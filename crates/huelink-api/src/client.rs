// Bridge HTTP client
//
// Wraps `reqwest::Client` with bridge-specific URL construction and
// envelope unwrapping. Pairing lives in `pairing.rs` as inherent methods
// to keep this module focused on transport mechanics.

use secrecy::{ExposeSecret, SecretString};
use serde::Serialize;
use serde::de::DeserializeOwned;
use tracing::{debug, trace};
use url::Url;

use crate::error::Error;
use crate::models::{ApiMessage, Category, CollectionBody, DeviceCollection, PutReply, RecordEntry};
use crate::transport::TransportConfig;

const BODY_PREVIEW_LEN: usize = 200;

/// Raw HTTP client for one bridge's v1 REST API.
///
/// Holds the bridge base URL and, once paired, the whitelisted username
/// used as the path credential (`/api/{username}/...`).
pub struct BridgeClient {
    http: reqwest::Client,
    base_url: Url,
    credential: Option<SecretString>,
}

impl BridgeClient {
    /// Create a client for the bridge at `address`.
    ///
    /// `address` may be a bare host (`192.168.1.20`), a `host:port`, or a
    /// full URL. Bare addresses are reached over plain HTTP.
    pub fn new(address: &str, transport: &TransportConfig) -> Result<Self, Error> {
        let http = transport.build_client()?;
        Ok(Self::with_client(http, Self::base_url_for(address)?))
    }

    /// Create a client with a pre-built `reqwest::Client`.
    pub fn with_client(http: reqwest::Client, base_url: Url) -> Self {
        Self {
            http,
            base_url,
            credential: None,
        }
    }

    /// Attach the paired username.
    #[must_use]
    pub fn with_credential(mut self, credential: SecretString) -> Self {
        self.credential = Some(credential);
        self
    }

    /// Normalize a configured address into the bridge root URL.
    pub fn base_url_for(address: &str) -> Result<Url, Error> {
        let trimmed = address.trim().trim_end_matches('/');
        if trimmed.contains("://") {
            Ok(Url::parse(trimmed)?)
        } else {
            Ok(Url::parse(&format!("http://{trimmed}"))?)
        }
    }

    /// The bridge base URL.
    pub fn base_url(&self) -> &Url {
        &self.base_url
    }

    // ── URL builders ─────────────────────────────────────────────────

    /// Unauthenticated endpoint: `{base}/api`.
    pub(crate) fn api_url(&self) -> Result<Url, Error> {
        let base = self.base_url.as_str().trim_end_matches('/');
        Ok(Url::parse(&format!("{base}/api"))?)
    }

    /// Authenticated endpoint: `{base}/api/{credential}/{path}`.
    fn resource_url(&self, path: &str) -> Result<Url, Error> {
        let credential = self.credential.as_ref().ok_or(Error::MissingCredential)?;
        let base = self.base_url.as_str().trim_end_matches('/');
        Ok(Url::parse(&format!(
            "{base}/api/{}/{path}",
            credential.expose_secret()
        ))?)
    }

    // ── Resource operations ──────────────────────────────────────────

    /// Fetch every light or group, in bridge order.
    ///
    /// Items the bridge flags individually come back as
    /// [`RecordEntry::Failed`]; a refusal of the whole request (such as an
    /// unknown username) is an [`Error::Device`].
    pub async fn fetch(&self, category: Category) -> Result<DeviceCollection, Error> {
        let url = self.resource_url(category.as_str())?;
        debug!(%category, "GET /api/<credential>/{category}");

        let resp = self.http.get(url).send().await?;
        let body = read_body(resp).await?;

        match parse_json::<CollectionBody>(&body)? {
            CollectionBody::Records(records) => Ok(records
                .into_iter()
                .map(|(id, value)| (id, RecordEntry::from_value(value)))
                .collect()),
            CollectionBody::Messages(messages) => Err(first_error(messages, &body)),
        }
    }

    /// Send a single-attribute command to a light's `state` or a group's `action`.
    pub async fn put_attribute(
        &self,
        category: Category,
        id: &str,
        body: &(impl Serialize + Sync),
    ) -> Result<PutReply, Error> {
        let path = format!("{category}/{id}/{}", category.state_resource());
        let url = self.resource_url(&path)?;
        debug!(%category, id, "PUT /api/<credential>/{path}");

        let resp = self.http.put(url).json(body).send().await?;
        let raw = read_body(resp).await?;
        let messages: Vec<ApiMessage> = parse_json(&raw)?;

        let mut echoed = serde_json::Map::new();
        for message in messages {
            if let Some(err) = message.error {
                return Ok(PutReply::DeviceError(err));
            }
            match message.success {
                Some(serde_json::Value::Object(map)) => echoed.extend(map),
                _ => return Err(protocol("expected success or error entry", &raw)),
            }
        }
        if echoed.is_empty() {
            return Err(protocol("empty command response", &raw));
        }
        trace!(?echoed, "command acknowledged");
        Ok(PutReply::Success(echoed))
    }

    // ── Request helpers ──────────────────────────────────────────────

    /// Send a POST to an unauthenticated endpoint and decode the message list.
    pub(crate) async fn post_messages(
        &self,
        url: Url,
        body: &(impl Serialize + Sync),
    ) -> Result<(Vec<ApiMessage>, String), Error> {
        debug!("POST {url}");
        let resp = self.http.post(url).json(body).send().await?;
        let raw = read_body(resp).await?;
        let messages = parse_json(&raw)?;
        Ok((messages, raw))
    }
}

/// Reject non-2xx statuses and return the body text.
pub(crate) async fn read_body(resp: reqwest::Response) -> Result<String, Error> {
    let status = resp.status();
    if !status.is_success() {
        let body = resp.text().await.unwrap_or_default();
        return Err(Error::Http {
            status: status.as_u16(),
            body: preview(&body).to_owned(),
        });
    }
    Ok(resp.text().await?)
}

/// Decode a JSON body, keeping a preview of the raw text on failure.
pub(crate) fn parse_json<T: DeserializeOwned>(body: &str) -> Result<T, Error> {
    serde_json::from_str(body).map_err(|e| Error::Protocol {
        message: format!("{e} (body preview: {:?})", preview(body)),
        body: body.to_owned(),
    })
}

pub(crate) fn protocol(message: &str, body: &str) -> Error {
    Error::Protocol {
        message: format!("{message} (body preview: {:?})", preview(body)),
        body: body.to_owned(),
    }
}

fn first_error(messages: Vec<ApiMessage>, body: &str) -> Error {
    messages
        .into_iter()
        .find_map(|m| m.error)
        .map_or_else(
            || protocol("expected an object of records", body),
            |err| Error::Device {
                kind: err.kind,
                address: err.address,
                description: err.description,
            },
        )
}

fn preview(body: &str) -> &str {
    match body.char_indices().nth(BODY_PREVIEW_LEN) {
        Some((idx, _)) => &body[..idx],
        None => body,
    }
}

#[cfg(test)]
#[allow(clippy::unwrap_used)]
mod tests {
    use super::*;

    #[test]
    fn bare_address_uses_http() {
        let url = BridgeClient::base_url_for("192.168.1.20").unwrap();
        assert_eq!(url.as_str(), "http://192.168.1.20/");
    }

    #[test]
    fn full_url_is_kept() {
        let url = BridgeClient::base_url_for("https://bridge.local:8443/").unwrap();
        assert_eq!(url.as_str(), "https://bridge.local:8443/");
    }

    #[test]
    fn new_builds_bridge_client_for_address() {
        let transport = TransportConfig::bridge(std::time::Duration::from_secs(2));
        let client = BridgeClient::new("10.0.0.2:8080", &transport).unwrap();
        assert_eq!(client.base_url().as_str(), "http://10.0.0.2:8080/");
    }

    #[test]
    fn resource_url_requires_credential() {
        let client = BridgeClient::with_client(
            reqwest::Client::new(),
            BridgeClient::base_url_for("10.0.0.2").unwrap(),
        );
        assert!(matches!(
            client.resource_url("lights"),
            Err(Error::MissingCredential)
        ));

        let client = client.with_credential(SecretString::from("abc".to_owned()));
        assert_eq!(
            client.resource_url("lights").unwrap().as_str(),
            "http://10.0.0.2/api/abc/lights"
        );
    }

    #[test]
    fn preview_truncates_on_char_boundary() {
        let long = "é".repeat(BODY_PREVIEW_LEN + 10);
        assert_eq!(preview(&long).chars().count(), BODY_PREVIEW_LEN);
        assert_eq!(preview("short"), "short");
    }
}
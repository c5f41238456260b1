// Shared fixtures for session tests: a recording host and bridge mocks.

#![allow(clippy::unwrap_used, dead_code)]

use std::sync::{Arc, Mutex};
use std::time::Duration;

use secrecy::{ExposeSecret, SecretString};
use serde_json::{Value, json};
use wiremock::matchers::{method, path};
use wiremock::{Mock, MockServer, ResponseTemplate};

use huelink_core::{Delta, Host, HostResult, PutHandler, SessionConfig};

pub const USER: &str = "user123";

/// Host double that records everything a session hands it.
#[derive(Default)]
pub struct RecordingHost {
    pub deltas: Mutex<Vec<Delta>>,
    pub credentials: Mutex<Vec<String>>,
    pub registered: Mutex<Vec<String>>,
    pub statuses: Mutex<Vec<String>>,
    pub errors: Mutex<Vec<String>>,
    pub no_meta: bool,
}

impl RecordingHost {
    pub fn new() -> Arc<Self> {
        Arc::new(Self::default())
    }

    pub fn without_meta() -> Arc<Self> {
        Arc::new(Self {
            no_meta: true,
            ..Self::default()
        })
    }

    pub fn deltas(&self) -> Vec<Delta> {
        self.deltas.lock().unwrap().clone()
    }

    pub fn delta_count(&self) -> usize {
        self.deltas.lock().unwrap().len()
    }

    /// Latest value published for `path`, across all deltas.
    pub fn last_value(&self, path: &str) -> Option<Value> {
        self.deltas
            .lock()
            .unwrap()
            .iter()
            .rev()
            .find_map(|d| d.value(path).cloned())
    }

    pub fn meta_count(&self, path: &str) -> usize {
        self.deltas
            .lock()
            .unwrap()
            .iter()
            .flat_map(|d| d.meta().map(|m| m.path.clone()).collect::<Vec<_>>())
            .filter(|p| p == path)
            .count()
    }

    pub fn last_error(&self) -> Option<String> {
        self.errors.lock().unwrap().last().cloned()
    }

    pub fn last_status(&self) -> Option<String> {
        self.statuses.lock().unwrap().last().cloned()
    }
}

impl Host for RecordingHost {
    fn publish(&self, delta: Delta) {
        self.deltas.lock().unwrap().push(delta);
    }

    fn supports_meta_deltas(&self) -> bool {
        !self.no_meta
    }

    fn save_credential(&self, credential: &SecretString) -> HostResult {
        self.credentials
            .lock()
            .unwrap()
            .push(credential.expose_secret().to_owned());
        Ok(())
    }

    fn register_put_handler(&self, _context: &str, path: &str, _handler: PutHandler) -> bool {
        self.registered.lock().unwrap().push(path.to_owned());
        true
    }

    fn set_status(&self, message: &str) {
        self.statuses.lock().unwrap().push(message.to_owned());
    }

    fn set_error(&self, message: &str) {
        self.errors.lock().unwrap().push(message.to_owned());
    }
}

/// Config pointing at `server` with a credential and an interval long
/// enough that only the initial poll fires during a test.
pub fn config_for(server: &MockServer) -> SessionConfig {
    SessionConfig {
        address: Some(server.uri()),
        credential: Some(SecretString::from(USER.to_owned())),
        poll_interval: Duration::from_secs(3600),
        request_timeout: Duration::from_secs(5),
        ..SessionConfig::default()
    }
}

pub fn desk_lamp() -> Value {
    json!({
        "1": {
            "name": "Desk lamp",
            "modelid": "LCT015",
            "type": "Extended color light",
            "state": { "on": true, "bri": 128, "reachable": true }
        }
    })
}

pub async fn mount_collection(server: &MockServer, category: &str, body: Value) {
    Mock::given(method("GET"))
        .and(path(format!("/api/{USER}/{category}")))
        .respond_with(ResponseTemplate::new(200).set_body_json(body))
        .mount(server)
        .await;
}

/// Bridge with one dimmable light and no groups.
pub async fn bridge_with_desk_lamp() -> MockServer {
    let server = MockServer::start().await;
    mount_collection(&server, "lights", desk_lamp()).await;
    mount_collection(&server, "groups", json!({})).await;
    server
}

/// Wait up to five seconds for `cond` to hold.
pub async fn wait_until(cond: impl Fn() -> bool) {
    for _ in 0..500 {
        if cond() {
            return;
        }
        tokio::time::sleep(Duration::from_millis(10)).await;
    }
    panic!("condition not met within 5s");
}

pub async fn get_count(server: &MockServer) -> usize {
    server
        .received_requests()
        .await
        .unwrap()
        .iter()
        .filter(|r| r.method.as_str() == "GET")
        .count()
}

________________

● ACTIVITY
Pick every line containing the word "true" out of the material, and copy those lines.

● EXPECTED OUTPUT
            no_meta: true,
        true
            "state": { "on": true, "bri": 128, "reachable": true }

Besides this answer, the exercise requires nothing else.